If it’s more by chance, as I think it is, I think the whole industry needs to look at what the future holds and maybe have a wakeup call to where this is all heading.  Animal breeding is becoming big business, as evidenced by companies like Select Sires that have expanded their breeding programs to include owning females (read more about this at Should A.I. Companies Own Females?).  As the ability to deliver predictable results at a lower cost of development continues, larger and larger companies will enter the marketplace and begin to dominate the current players.

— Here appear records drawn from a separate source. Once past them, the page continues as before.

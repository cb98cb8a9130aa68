//! One-shot wall-clock trigger.
//!
//! The trigger task polls the clock at a low, fixed rate (1 Hz by default)
//! rather than sleeping until the target, so it keeps working across system
//! suspend and clock adjustments. It holds only a weak reference to the
//! scheduler: dropping every scheduler handle lets an armed trigger die at
//! its next tick.

use std::sync::Weak;
use std::time::Duration;

use chrono::{DateTime, FixedOffset, Utc};
use tokio::time::MissedTickBehavior;
use tokio_util::sync::CancellationToken;

use super::Inner;

/// Bookkeeping for the currently armed trigger
pub(super) struct ArmedTrigger {
    pub(super) generation: u64,
    pub(super) at: DateTime<FixedOffset>,
    pub(super) cancel: CancellationToken,
}

/// Wait until `target`, then start the grab loop unless cancelled first.
pub(super) async fn run(
    inner: Weak<Inner>,
    generation: u64,
    target: DateTime<FixedOffset>,
    poll: Duration,
    cancel: CancellationToken,
) {
    let mut ticker = tokio::time::interval(poll);
    ticker.set_missed_tick_behavior(MissedTickBehavior::Delay);

    loop {
        tokio::select! {
            _ = cancel.cancelled() => return,
            _ = ticker.tick() => {}
        }
        if Utc::now() >= target.with_timezone(&Utc) {
            break;
        }
        if inner.strong_count() == 0 {
            return;
        }
    }

    if let Some(inner) = inner.upgrade() {
        inner.fire(generation, target);
    }
}
//! Lexer and parser throughput benchmarks.

use criterion::{black_box, criterion_group, criterion_main, Criterion, Throughput};
use finch_parser::{Arena, DiagList, Lexer, Parser, SpyVisitor, TokenKind};

const SAMPLE_SOURCE: &str = r#"
import { createServer } from 'http';

function fibonacci(n) {
    if (n <= 1) return n;
    return fibonacci(n - 1) + fibonacci(n - 2);
}

class RequestCounter {
    constructor() {
        this.count = 0;
    }

    increment(by = 1) {
        this.count += by;
        return this.count;
    }

    async report(sink) {
        await sink.write(`count=${this.count}`);
    }
}

const counter = new RequestCounter();
const doubled = [1, 2, 3, 4, 5].map(n => n * 2);
const { host, port = 8080, ...extra } = loadConfig();

for (const n of doubled) {
    counter.increment(n);
}

let server = createServer((request, response) => {
    try {
        response.end(`${host}:${port}`);
    } catch (error) {
        console.error(error);
    } finally {
        counter.increment();
    }
});

export { fibonacci, RequestCounter };
"#;

fn bench_lexer(c: &mut Criterion) {
    let mut group = c.benchmark_group("lexer");
    group.throughput(Throughput::Bytes(SAMPLE_SOURCE.len() as u64));

    group.bench_function("sample", |b| {
        b.iter(|| {
            let mut diags = DiagList::new();
            let mut lexer = Lexer::new(black_box(SAMPLE_SOURCE), &mut diags);
            let mut count = 0usize;
            while lexer.peek().kind != TokenKind::Eof {
                count += 1;
                lexer.advance(&mut diags);
            }
            count
        })
    });

    group.finish();
}

fn bench_parser(c: &mut Criterion) {
    let mut group = c.benchmark_group("parser");
    group.throughput(Throughput::Bytes(SAMPLE_SOURCE.len() as u64));

    group.bench_function("module", |b| {
        b.iter(|| {
            let arena = Arena::new();
            let mut parser = Parser::new(&arena, black_box(SAMPLE_SOURCE));
            let mut visitor = SpyVisitor::new();
            parser.parse_and_visit_module(&mut visitor);
            (visitor.visits.len(), arena.allocated_bytes())
        })
    });

    group.finish();
}

criterion_group!(benches, bench_lexer, bench_parser);
criterion_main!(benches);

In the past, dairy cattle breeding has benefited from great moves, such as happened when T.B. Macauley, an insurance executive, started Montvic, when J. Rockafeller Prentice, from oil and banking fame, started A.B.S. and, likewise, when Peter Heffering, using outside industry investors, collected great cows and started Hanover Hill Holsteins.

There is also the consumer side to this equation.  We all witnessed consumer reaction to the use of rBST.  Over time while there has remained a small portion of the marketplace that actively buys non-rBST milk.  However, for the most part the issue has died off.  In the same way, the GMO corn issue has died off and much of the general public is not even aware that it exists.  Thus, there may be uproar as this “new technology” enters the marketplace, however, in time, the result will be the same for this commoditized product.  As long as the cost to consumer is lower, they will buy it.

The Bullvine Bottom Line

On the one hand, Thanks to genomics, the future of the animal breeding industry has never look brighter.  On the other hand, it also may be facing its greatest risk. Genomics has taken animal breeding from an art form to a science.  Furthermore, science will continue to define and refine the process.  With companies like Pfizer entering the marketplace this process will be accelerated at a completely new pace.  Those players that have the most resources available will also dominate it.  This means that the average breeder, as well as the current A.I. companies, need to realistically consider what the future holds as this happens.

So my question to you is, are you ready for GMC (Genetically Modified Cattle)?